- [WHAT IS BEING ASKED]
Lines where the string "IoSchema" appears are to be copied from the entries below.

- [INPUT RECORDS]
==*==

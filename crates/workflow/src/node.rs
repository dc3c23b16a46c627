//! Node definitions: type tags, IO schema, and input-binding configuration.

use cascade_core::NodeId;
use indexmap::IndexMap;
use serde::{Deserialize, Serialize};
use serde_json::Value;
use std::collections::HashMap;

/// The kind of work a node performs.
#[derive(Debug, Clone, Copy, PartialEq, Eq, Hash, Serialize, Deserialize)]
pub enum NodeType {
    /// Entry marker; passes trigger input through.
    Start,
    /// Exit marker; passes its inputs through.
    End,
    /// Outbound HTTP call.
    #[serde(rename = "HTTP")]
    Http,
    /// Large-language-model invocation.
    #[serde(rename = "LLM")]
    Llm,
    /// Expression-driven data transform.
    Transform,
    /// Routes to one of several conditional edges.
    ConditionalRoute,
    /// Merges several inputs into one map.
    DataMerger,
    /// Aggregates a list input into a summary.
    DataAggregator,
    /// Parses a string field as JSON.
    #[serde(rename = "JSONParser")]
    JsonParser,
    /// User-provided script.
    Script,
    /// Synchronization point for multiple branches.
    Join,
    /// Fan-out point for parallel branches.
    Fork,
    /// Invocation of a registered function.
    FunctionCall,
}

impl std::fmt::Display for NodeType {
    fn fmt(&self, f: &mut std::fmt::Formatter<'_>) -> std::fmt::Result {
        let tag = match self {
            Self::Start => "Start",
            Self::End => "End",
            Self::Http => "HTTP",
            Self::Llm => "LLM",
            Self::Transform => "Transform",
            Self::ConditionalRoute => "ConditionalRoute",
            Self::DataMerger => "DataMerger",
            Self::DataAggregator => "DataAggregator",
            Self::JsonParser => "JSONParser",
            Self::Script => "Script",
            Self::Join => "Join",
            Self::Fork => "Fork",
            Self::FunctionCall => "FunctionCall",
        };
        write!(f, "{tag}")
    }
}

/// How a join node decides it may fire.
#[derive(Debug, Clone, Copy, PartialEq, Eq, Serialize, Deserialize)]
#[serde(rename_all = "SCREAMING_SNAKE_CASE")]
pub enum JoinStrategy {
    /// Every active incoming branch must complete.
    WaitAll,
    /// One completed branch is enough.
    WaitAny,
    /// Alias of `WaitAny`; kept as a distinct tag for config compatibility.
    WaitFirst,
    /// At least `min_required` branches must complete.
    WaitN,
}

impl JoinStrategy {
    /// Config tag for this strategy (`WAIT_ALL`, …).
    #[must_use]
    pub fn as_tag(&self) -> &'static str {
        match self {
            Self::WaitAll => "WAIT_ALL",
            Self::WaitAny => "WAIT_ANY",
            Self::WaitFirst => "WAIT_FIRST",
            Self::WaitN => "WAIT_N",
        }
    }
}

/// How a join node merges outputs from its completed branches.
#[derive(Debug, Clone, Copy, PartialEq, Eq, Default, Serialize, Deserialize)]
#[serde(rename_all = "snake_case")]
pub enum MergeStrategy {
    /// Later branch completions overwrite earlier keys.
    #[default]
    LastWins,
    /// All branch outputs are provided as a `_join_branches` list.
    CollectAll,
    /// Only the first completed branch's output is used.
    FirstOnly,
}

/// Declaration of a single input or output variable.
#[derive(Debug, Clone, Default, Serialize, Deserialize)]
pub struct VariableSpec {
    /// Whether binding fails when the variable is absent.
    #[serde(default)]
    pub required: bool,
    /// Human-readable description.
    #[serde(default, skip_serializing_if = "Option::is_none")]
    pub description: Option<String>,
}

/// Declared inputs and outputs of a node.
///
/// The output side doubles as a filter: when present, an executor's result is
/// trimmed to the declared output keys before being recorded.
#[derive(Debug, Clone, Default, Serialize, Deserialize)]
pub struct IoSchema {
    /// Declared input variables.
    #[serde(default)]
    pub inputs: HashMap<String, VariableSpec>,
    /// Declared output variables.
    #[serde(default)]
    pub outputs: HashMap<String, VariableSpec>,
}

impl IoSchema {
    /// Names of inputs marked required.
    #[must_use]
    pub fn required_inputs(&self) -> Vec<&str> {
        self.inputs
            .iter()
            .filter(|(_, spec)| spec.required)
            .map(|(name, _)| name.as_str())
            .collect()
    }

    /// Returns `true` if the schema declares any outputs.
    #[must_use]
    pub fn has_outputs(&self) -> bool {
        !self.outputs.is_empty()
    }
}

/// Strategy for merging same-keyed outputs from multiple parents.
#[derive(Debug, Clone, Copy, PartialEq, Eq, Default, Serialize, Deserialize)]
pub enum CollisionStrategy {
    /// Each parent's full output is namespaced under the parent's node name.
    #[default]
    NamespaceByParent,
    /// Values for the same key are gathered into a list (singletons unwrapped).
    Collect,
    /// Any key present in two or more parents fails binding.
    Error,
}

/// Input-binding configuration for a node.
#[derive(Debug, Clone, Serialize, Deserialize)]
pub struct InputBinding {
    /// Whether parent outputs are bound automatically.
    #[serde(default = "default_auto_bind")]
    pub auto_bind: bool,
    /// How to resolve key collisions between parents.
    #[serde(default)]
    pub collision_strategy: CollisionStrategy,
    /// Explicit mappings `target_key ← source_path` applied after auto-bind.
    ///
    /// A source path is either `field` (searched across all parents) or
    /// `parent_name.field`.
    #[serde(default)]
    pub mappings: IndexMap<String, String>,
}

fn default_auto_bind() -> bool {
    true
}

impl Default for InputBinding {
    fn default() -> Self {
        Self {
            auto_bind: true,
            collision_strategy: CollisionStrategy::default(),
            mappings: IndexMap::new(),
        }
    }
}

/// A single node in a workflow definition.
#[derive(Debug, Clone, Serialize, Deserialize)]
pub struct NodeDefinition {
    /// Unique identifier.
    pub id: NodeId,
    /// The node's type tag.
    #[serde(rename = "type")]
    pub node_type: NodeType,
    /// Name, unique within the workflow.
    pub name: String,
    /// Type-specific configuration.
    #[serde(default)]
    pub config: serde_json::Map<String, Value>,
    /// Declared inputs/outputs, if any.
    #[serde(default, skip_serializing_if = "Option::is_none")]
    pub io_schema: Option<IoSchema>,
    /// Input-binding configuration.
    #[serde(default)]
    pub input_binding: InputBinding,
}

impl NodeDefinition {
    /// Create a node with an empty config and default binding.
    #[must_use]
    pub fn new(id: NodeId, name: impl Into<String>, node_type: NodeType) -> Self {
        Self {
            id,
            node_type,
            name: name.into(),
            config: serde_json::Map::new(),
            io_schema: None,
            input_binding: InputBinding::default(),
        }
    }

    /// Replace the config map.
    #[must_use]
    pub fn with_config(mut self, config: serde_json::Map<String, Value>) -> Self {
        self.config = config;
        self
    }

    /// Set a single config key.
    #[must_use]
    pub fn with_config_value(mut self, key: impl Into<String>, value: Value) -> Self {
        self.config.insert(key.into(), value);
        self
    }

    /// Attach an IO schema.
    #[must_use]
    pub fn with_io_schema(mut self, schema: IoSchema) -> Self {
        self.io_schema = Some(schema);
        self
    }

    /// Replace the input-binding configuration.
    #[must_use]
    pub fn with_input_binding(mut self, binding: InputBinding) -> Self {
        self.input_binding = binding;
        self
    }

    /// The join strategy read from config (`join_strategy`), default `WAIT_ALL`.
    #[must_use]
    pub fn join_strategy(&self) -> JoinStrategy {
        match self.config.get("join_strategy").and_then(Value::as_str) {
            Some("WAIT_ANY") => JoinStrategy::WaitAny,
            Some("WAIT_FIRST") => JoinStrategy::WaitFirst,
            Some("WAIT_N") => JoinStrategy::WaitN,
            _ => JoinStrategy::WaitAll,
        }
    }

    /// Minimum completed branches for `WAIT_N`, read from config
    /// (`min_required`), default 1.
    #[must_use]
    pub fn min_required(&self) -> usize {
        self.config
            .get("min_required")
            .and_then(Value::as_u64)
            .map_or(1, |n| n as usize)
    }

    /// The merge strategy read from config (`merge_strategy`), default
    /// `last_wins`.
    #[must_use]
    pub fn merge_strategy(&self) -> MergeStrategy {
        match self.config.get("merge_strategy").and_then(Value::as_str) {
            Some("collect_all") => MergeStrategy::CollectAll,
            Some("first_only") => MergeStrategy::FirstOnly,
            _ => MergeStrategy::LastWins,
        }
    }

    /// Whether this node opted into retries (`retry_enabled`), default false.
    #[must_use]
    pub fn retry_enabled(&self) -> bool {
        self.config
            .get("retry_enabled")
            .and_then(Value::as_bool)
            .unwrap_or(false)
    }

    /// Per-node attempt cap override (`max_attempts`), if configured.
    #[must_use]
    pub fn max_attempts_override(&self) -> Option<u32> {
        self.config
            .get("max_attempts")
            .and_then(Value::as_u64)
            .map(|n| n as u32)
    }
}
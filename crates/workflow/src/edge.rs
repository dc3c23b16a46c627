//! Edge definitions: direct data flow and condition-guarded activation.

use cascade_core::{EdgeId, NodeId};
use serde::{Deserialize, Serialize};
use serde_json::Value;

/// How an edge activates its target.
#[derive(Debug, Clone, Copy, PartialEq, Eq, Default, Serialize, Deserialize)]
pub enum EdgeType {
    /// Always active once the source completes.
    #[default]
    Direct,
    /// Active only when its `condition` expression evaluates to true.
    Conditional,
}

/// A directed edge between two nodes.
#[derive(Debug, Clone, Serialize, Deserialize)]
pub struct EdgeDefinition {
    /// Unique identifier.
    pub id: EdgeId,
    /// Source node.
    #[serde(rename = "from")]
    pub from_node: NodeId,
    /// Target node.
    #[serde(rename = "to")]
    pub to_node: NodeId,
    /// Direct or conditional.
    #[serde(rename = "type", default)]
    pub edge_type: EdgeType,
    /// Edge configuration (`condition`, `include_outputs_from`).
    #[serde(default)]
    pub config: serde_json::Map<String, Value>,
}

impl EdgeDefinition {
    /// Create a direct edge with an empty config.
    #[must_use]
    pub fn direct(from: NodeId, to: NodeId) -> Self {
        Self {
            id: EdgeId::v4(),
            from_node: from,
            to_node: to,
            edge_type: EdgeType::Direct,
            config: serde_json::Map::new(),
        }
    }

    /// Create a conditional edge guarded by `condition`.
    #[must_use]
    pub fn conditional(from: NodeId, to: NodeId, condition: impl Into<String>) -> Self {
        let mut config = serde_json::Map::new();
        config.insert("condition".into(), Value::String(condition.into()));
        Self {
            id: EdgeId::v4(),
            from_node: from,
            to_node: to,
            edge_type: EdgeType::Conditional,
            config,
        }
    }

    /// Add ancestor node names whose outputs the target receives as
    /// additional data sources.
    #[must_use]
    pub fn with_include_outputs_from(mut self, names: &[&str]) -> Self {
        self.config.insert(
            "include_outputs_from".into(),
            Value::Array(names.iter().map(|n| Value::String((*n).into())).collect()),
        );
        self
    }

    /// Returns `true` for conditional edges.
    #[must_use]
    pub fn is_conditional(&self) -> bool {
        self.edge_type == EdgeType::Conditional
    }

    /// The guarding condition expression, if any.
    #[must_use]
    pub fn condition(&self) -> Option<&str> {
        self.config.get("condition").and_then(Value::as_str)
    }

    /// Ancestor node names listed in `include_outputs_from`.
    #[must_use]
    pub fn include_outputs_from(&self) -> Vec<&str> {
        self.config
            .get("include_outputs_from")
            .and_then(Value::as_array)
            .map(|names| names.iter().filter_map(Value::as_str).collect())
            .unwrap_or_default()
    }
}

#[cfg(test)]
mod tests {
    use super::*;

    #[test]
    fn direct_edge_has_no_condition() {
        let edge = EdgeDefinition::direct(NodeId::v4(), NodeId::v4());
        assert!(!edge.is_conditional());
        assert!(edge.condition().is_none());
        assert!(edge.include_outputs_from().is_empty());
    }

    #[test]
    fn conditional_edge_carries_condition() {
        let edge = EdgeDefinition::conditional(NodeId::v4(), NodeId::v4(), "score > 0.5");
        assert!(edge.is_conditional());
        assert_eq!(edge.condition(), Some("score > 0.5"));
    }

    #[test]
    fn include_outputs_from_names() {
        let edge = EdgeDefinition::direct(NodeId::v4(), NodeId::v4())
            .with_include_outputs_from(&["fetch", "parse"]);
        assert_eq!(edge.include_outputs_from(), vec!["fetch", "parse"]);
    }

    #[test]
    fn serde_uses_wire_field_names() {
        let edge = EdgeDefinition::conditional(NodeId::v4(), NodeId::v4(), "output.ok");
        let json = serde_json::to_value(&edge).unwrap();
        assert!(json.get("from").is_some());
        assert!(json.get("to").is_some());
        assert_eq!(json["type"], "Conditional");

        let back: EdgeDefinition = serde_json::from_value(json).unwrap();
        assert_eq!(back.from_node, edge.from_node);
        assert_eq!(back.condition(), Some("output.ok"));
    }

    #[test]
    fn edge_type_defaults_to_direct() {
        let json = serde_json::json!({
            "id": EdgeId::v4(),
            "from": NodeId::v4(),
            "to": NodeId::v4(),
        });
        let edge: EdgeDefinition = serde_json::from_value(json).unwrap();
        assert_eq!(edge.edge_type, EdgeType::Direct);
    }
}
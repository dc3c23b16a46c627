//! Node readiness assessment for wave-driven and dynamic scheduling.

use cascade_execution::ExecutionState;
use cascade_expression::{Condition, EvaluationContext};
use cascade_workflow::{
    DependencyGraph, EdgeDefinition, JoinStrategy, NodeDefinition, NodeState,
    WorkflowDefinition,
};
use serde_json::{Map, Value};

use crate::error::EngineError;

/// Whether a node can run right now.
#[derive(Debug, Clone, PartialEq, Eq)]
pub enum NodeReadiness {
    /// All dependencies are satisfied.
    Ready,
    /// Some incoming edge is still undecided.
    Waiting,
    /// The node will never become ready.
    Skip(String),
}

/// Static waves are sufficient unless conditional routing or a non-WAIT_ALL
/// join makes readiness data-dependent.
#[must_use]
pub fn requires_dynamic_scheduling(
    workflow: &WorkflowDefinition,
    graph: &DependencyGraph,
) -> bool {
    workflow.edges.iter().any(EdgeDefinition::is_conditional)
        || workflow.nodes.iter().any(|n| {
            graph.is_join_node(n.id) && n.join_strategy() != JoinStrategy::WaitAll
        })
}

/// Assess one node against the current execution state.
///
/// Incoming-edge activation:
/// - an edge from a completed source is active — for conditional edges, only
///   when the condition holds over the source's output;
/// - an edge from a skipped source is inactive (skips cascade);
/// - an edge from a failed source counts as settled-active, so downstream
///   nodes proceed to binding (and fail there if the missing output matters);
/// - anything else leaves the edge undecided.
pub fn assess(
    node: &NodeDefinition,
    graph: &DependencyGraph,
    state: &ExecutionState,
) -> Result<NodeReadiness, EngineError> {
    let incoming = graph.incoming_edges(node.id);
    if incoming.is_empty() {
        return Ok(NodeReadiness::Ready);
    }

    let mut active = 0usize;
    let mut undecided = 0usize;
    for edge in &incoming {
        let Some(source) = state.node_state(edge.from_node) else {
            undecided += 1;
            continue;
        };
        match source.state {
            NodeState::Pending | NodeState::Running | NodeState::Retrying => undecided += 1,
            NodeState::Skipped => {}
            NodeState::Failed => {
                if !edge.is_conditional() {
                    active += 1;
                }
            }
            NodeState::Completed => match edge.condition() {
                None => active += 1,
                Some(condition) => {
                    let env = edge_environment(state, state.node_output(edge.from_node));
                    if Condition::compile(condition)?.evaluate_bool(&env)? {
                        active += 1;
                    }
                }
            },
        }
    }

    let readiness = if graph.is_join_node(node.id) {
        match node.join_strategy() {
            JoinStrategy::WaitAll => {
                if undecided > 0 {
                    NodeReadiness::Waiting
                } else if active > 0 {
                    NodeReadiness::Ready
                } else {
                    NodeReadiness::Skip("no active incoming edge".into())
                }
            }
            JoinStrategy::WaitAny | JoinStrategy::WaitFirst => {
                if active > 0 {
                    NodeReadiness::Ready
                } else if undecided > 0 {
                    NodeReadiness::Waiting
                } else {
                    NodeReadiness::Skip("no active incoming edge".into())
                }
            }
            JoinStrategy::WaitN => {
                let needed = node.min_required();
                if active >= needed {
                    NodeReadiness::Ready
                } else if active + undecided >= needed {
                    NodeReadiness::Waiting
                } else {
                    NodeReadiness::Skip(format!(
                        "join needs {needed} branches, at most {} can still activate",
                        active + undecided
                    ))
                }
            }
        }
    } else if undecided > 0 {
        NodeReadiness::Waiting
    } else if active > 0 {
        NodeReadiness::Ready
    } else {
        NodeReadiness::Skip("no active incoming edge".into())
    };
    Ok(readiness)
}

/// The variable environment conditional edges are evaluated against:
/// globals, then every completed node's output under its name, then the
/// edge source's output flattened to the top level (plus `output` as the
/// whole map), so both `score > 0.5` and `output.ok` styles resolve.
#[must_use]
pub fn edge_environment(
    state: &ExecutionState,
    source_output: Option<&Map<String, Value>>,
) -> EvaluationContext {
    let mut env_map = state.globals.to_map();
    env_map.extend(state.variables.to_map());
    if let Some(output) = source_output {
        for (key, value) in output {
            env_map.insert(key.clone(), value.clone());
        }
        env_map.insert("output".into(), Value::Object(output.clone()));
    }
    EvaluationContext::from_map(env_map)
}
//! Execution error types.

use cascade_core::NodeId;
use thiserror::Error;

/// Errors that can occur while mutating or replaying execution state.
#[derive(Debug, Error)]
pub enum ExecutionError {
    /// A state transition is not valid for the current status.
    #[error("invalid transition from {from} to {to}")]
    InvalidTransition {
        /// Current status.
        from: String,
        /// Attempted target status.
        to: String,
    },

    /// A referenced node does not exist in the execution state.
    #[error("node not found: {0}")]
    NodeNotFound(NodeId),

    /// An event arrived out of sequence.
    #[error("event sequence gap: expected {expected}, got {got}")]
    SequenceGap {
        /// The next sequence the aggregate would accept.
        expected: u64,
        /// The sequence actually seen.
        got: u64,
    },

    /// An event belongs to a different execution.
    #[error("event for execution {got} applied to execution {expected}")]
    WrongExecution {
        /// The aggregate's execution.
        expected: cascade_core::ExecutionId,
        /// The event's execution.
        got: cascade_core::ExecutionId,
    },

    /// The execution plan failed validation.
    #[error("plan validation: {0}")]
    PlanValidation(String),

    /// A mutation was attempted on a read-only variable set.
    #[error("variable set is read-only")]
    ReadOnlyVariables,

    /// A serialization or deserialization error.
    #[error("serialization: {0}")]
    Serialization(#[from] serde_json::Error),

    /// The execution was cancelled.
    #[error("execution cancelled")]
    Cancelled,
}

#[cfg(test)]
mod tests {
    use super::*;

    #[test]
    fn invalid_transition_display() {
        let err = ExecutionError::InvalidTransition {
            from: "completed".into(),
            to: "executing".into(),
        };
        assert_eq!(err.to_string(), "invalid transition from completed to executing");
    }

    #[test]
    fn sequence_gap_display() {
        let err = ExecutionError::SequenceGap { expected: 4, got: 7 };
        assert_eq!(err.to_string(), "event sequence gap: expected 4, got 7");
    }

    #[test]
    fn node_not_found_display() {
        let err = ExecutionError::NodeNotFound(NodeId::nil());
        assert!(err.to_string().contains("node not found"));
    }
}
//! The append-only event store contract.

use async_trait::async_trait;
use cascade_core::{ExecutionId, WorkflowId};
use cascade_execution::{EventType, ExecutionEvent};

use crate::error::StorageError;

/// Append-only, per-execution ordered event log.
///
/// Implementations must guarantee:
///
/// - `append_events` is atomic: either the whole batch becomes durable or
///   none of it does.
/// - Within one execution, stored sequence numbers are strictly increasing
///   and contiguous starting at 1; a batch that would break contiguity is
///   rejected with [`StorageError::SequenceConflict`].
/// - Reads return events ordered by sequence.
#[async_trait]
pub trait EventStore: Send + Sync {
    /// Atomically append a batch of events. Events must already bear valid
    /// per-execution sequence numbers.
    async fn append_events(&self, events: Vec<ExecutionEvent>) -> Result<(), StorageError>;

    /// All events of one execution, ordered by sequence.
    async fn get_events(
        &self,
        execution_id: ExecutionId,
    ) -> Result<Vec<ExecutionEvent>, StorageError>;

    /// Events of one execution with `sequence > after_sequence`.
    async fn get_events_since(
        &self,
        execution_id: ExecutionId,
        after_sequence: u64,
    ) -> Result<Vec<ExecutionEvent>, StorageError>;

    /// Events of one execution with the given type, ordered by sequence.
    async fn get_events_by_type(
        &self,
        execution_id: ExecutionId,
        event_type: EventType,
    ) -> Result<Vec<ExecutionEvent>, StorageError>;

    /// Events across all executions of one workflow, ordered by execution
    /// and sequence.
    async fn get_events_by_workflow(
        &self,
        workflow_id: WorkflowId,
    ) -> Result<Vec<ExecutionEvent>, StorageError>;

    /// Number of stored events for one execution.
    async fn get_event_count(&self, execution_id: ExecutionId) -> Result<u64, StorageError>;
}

==*==

- [WRITTEN ANSWER]
pub struct IoSchema {
impl IoSchema {
    pub io_schema: Option<IoSchema>,
    pub fn with_io_schema(mut self, schema: IoSchema) -> Self {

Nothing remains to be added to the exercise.